Гриджай обменялся с ним понимающим взглядом. Было еще кое-что, о чем они не говорили, о чем вообще не заговаривали без крайней необходимости. Посадить Гриджая на трон — это лишь одна часть плана, вторая — избавиться от ткущих. Ни одному из них ткачи не сделали ничего плохого, и ни Гриджай, ни Аван не испытывали к ним особой неприязни — во всяком случае, не больше, чем другие. Но они чувствовали общее настроение и знали, чего хочет простой народ. Крестьяне считали, что именно ткущие Узор ответственны за все бедствия, свалившиеся на империю, потому что их приближение к могущественным семействам оскорбило богов и традиции. Аван не знал, так это или нет, но это его не особенно волновало. Когда Гриджай станет императором, им придется низвергнуть ткачей — иначе их постигнет та же участь, что и Моса.
Они играли в опасную игру. Заговор против ткущих прямо у тех под носом… Ведь в домах у Авана и Гриджай, как и у других благородных семейств, жили свои ткущие, и кто знает, что в действительности им известно?
Они прошли еще немного, пока тропинка не вывела их из зарослей камако и не повернула влево вокруг невысокого холма. Перед ними расстилались плантации тростника, похожие на лоскутное одеяло из светло-коричневых и зеленых квадратов, где камако еще не срезали. Между полями стояли приземистые амбары. Люди в широкополых шляпах из лозы, которые защищали их от солнца и не позволяли отсюда различать мужчин и женщин, медленно двигались между рядами тростника. Они срезали стебли, обдирали листья или ставили сети для защиты от назойливых камышовок. Все выглядело, как обычно, и даже несколько отдавало идиллией. Тот, кто не знал, что земля отравлена, ни за что бы не заподозрил неладное.

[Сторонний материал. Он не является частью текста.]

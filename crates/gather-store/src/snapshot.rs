//! Canonical snapshot dereferencing.

use gather_core::ids::PrincipalId;
use gather_core::model::{EventRecord, EventSnapshot, Profile};
use tracing::debug;

use crate::repository::{EventRepository, StoreError};

/// Expand an [`EventRecord`] into the fully dereferenced [`EventSnapshot`]
/// broadcast to subscribers.
///
/// Creator and attendee references are resolved to profiles. A principal
/// with no stored profile gets a minimal placeholder so a missing profile
/// row never blocks a broadcast.
pub async fn resolve(
    repo: &dyn EventRepository,
    record: &EventRecord,
) -> Result<EventSnapshot, StoreError> {
    let creator = lookup(repo, &record.creator).await?;
    let mut attendees = Vec::with_capacity(record.attendees.len());
    for principal in &record.attendees {
        attendees.push(lookup(repo, principal).await?);
    }

    Ok(EventSnapshot {
        id: record.id.clone(),
        title: record.title.clone(),
        description: record.description.clone(),
        date: record.date,
        category: record.category,
        location: record.location.clone(),
        creator,
        attendee_count: attendees.len(),
        attendees,
        max_attendees: record.max_attendees,
        status: record.status,
        updated_at: record.updated_at,
    })
}

async fn lookup(
    repo: &dyn EventRepository,
    principal: &PrincipalId,
) -> Result<Profile, StoreError> {
    match repo.profile(principal).await? {
        Some(profile) => Ok(profile),
        None => {
            debug!(%principal, "no profile on record, using placeholder");
            Ok(Profile {
                id: principal.clone(),
                name: principal.to_string(),
                email: String::new(),
            })
        }
    }
}
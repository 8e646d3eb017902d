//! # gather-core
//!
//! Shared domain types for the gather presence and update-distribution
//! server:
//!
//! - Branded ID newtypes ([`ids`])
//! - The event domain model and canonical snapshots ([`model`])
//! - Real-time channel wire frames ([`wire`])
//! - The error taxonomy ([`errors`])

#![deny(unsafe_code)]

pub mod errors;
pub mod ids;
pub mod model;
pub mod wire;

pub use errors::{CoreError, ErrorBody};
pub use ids::{EventId, PrincipalId, RoomId, SessionId};
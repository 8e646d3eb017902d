//! The shared cross-process room-membership store seam.
//!
//! Keyed by principal, set-valued: `rooms(principal)` answers "what rooms
//! does this principal belong to" so disconnect cleanup and reconnects can
//! reconstruct membership without a cross-node scan. Set add/remove are
//! commutative, so concurrent joins and leaves of different sessions need
//! no distributed lock.

use std::collections::{HashMap, HashSet};

use async_trait::async_trait;
use tokio::sync::RwLock;

use gather_core::ids::{PrincipalId, RoomId};

use crate::repository::StoreError;

/// Shared key-set store for room membership records.
///
/// Any call may fail transiently (the store lives across a network in
/// production deployments); callers decide the retry policy.
#[async_trait]
pub trait MembershipStore: Send + Sync {
    /// Record that `principal` belongs to `room`. Idempotent.
    async fn add(&self, principal: &PrincipalId, room: &RoomId) -> Result<(), StoreError>;

    /// Remove one room record. Removing an absent record is a no-op.
    async fn remove(&self, principal: &PrincipalId, room: &RoomId) -> Result<(), StoreError>;

    /// All rooms recorded for `principal`.
    async fn rooms(&self, principal: &PrincipalId) -> Result<HashSet<RoomId>, StoreError>;

    /// Remove every room record for `principal`. Idempotent.
    async fn clear(&self, principal: &PrincipalId) -> Result<(), StoreError>;
}

/// In-memory [`MembershipStore`] for single-node deployments and tests.
#[derive(Default)]
pub struct InMemoryMembershipStore {
    rooms: RwLock<HashMap<PrincipalId, HashSet<RoomId>>>,
}

impl InMemoryMembershipStore {
    /// Create an empty store.
    #[must_use]
    pub fn new() -> Self {
        Self::default()
    }

    /// Number of principals with at least one record (test/introspection).
    pub async fn principal_count(&self) -> usize {
        self.rooms.read().await.len()
    }
}

#[async_trait]
impl MembershipStore for InMemoryMembershipStore {
    async fn add(&self, principal: &PrincipalId, room: &RoomId) -> Result<(), StoreError> {
        let mut rooms = self.rooms.write().await;
        let _ = rooms.entry(principal.clone()).or_default().insert(room.clone());
        Ok(())
    }

    async fn remove(&self, principal: &PrincipalId, room: &RoomId) -> Result<(), StoreError> {
        let mut rooms = self.rooms.write().await;
        if let Some(set) = rooms.get_mut(principal) {
            let _ = set.remove(room);
            if set.is_empty() {
                let _ = rooms.remove(principal);
            }
        }
        Ok(())
    }

    async fn rooms(&self, principal: &PrincipalId) -> Result<HashSet<RoomId>, StoreError> {
        Ok(self.rooms.read().await.get(principal).cloned().unwrap_or_default())
    }

    async fn clear(&self, principal: &PrincipalId) -> Result<(), StoreError> {
        let _ = self.rooms.write().await.remove(principal);
        Ok(())
    }
}

#[cfg(test)]
mod tests {
    use super::*;

    fn p(id: &str) -> PrincipalId {
        PrincipalId::from(id)
    }

    fn r(id: &str) -> RoomId {
        RoomId::from(id)
    }

    #[tokio::test]
    async fn add_and_list() {
        let store = InMemoryMembershipStore::new();
        store.add(&p("alice"), &r("event:1")).await.unwrap();
        store.add(&p("alice"), &r("event:2")).await.unwrap();

        let rooms = store.rooms(&p("alice")).await.unwrap();
        assert_eq!(rooms.len(), 2);
        assert!(rooms.contains(&r("event:1")));
    }

    #[tokio::test]
    async fn add_is_idempotent() {
        let store = InMemoryMembershipStore::new();
        store.add(&p("alice"), &r("event:1")).await.unwrap();
        store.add(&p("alice"), &r("event:1")).await.unwrap();
        assert_eq!(store.rooms(&p("alice")).await.unwrap().len(), 1);
    }

    #[tokio::test]
    async fn remove_drops_empty_principal_entry() {
        let store = InMemoryMembershipStore::new();
        store.add(&p("alice"), &r("event:1")).await.unwrap();
        store.remove(&p("alice"), &r("event:1")).await.unwrap();

        assert!(store.rooms(&p("alice")).await.unwrap().is_empty());
        assert_eq!(store.principal_count().await, 0);
    }

    #[tokio::test]
    async fn remove_absent_record_is_noop() {
        let store = InMemoryMembershipStore::new();
        store.remove(&p("alice"), &r("event:1")).await.unwrap();
        assert!(store.rooms(&p("alice")).await.unwrap().is_empty());
    }

    #[tokio::test]
    async fn clear_is_idempotent() {
        let store = InMemoryMembershipStore::new();
        store.add(&p("alice"), &r("event:1")).await.unwrap();
        store.add(&p("alice"), &r("event:2")).await.unwrap();

        store.clear(&p("alice")).await.unwrap();
        store.clear(&p("alice")).await.unwrap();
        assert!(store.rooms(&p("alice")).await.unwrap().is_empty());
    }

    #[tokio::test]
    async fn principals_are_isolated() {
        let store = InMemoryMembershipStore::new();
        store.add(&p("alice"), &r("event:1")).await.unwrap();
        store.add(&p("bob"), &r("event:2")).await.unwrap();

        store.clear(&p("alice")).await.unwrap();
        let bob_rooms = store.rooms(&p("bob")).await.unwrap();
        assert_eq!(bob_rooms.len(), 1);
    }
}
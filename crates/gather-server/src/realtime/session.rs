//! WebSocket session lifecycle — one spawned task per connection, from
//! upgrade through disconnect cleanup.

use std::sync::Arc;

use axum::extract::ws::{Message, WebSocket};
use futures::{SinkExt, StreamExt};
use metrics::{counter, gauge, histogram};
use tokio::sync::mpsc;
use tracing::{debug, info, instrument, warn};

use gather_core::ids::PrincipalId;
use gather_core::wire::{ClientFrame, ServerFrame};

use crate::server::AppState;

use super::connection::{ClientConnection, SessionState};

/// Run a WebSocket session for an authenticated principal.
///
/// 1. Registers the session and sends `connection.established`
/// 2. Rejoins every room recorded for the principal (reconnect path)
/// 3. Dispatches inbound frames as join/leave intents
/// 4. Forwards outbound frames and sends periodic Pings, disconnecting
///    unresponsive clients
/// 5. Runs the full presence cleanup on transport close or shutdown
///
/// The session task serializes this session's operations; operations across
/// different sessions carry no ordering guarantee.
#[instrument(skip_all, fields(%principal))]
pub async fn run_ws_session(ws: WebSocket, principal: PrincipalId, state: AppState) {
    let session_id = state.presence.register(&principal);
    let (mut ws_tx, mut ws_rx) = ws.split();

    let (send_tx, mut send_rx) = mpsc::channel::<Arc<String>>(1024);
    let connection = Arc::new(ClientConnection::new(
        session_id.clone(),
        principal.clone(),
        send_tx,
    ));
    connection.set_state(SessionState::Active);

    info!(session = %session_id, "client connected");
    counter!("ws_connections_total").increment(1);
    gauge!("ws_connections_active").increment(1.0);

    state.broadcaster.add(connection.clone()).await;

    let established = ServerFrame::connection_established(&session_id);
    if let Ok(json) = serde_json::to_string(&established) {
        let _ = ws_tx.send(Message::Text(json.into())).await;
    }

    state.presence.restore_rooms(&session_id, &principal).await;

    // Outbound forwarder with periodic Ping frames.
    let outbound_conn = connection.clone();
    let ping_interval = state.config.heartbeat_interval();
    let pong_timeout = state.config.heartbeat_timeout();
    let outbound = tokio::spawn(async move {
        let mut ping = tokio::time::interval(ping_interval);
        // Skip the immediate first tick
        let _ = ping.tick().await;

        loop {
            tokio::select! {
                msg = send_rx.recv() => {
                    match msg {
                        Some(text) => {
                            if ws_tx.send(Message::Text(text.as_str().into())).await.is_err() {
                                break;
                            }
                        }
                        None => break,
                    }
                }
                _ = ping.tick() => {
                    if !outbound_conn.check_alive()
                        && outbound_conn.last_pong_elapsed() > pong_timeout
                    {
                        warn!("client unresponsive for {pong_timeout:?}, disconnecting");
                        break;
                    }
                    if ws_tx.send(Message::Ping(vec![].into())).await.is_err() {
                        break;
                    }
                }
            }
        }
    });

    let cancel = state.shutdown.token();
    loop {
        tokio::select! {
            () = cancel.cancelled() => {
                info!(session = %session_id, "server shutting down, closing session");
                break;
            }
            next = ws_rx.next() => {
                let Some(Ok(msg)) = next else { break };
                let text = match msg {
                    Message::Text(ref t) => Some(t.to_string()),
                    Message::Binary(ref data) => match std::str::from_utf8(data) {
                        Ok(s) => Some(s.to_owned()),
                        Err(_) => {
                            debug!(len = data.len(), "ignoring non-UTF8 binary frame");
                            None
                        }
                    },
                    Message::Close(_) => {
                        info!(session = %session_id, "client sent close frame");
                        break;
                    }
                    Message::Ping(_) | Message::Pong(_) => {
                        connection.mark_alive();
                        None
                    }
                };
                let Some(text) = text else { continue };
                handle_frame(&text, &connection, &state).await;
            }
        }
    }

    connection.set_state(SessionState::Disconnected);
    info!(session = %session_id, "client disconnected");
    counter!("ws_disconnections_total").increment(1);
    gauge!("ws_connections_active").decrement(1.0);
    histogram!("ws_session_duration_seconds").record(connection.age().as_secs_f64());

    outbound.abort();
    state.presence.disconnect(&session_id, &principal).await;
}

/// Parse and dispatch one inbound frame. Failures never tear the session
/// down; the session gets an explicit `channelError` instead.
async fn handle_frame(text: &str, connection: &Arc<ClientConnection>, state: &AppState) {
    let frame: ClientFrame = match serde_json::from_str(text) {
        Ok(frame) => frame,
        Err(err) => {
            warn!(session = %connection.id, error = %err, "unparseable frame");
            let _ = connection.send_frame(&ServerFrame::channel_error("Unrecognized frame"));
            return;
        }
    };

    match frame {
        ClientFrame::JoinRoom { room_id } => {
            match state
                .presence
                .join_room(&connection.id, &connection.principal, &room_id)
                .await
            {
                Ok(count) => debug!(session = %connection.id, room = %room_id, count, "joined room"),
                Err(err) => {
                    warn!(session = %connection.id, room = %room_id, error = %err, "join failed");
                    let _ =
                        connection.send_frame(&ServerFrame::channel_error("Failed to join room"));
                }
            }
        }
        ClientFrame::LeaveRoom { room_id } => {
            match state
                .presence
                .leave_room(&connection.id, &connection.principal, &room_id)
                .await
            {
                Ok(remaining) => {
                    debug!(session = %connection.id, room = %room_id, remaining, "left room");
                }
                Err(err) => {
                    warn!(session = %connection.id, room = %room_id, error = %err, "leave failed");
                    let _ =
                        connection.send_frame(&ServerFrame::channel_error("Failed to leave room"));
                }
            }
        }
    }
}

#[cfg(test)]
mod tests {
    // Full WebSocket sessions need a live server and are covered by
    // tests/integration.rs. The frame dispatch helper is exercised there
    // end to end; here we pin the wire shapes it depends on.

    use gather_core::ids::SessionId;
    use gather_core::wire::{ClientFrame, ServerFrame};

    #[test]
    fn established_frame_carries_session_id() {
        let frame = ServerFrame::connection_established(&SessionId::from("s1"));
        let json = serde_json::to_value(&frame).unwrap();
        assert_eq!(json["type"], "connection.established");
        assert_eq!(json["data"]["sessionId"], "s1");
    }

    #[test]
    fn join_intent_parses_from_wire() {
        let parsed: ClientFrame =
            serde_json::from_str(r#"{"type":"joinRoom","roomId":"event:e1"}"#).unwrap();
        assert!(matches!(parsed, ClientFrame::JoinRoom { .. }));
    }
}
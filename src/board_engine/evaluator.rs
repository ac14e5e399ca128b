use crate::board_engine::models::{Card, Color, Count, Fill, Shape, Triple};

/// True when the three values are all equal or pairwise all different.
fn attribute_ok<T: PartialEq>(a: T, b: T, c: T) -> bool {
    (a == b && b == c) || (a != b && b != c && c != a)
}

/// The SET rule: every attribute is either shared by all three cards or
/// distinct on all three.
pub fn is_match(a: &Card, b: &Card, c: &Card) -> bool {
    attribute_ok(a.color, b.color, c.color)
        && attribute_ok(a.count, b.count, c.count)
        && attribute_ok(a.shape, b.shape, c.shape)
        && attribute_ok(a.fill, b.fill, c.fill)
}

/// Count matching triples in `cards`, enumerated with ascending `i < j < k`.
///
/// Counting stops as soon as the total exceeds `limit`, so the result is
/// exact whenever it is `<= limit` and merely "more than `limit`" otherwise.
pub fn count_matches(cards: &[Card], limit: u32) -> u32 {
    let n = cards.len();
    let mut count = 0u32;
    for i in 0..n {
        for j in (i + 1)..n {
            for k in (j + 1)..n {
                if is_match(&cards[i], &cards[j], &cards[k]) {
                    count += 1;
                    if count > limit {
                        return count;
                    }
                }
            }
        }
    }
    count
}

/// Every matching triple in `cards`, in enumeration order.
pub fn find_matches(cards: &[Card]) -> Vec<Triple> {
    let n = cards.len();
    let mut found = Vec::new();
    for i in 0..n {
        for j in (i + 1)..n {
            for k in (j + 1)..n {
                if is_match(&cards[i], &cards[j], &cards[k]) {
                    found.push(Triple::new(cards[i], cards[j], cards[k]));
                }
            }
        }
    }
    found
}

fn complete<T: Copy + PartialEq>(all: [T; 3], a: T, b: T) -> T {
    if a == b {
        return a;
    }
    // exactly one value differs from both
    all.into_iter().find(|v| *v != a && *v != b).unwrap_or(a)
}

/// The unique card that completes a match with `a` and `b`.
///
/// For `a == b` this is the same card again.
pub fn third_card(a: &Card, b: &Card) -> Card {
    Card::new(
        complete(Color::ALL, a.color, b.color),
        complete(Count::ALL, a.count, b.count),
        complete(Shape::ALL, a.shape, b.shape),
        complete(Fill::ALL, a.fill, b.fill),
    )
}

Гриджай печально вздохнул. Он философски относился к своим убыткам, но это вовсе не значило, что сие обстоятельство оставляло вельможу равнодушным. Он не одобрял транжирства, о чем явно свидетельствовала его рыхлая комплекция. В состоятельных семьях Сарамира обычно готовили гораздо больше еды, чем требовалось, чтобы каждый мог выбирать по вкусу. Люди ели столько, сколько хотели. Гриджай же любил поесть и никогда не оставлял ничего на столе. Тучный, неуклюжий, он носил просторную, почти безразмерную одежду и пурпурный берет, из-под которого торчала черная коса. Жидкая бородка обрамляла мясистое лицо.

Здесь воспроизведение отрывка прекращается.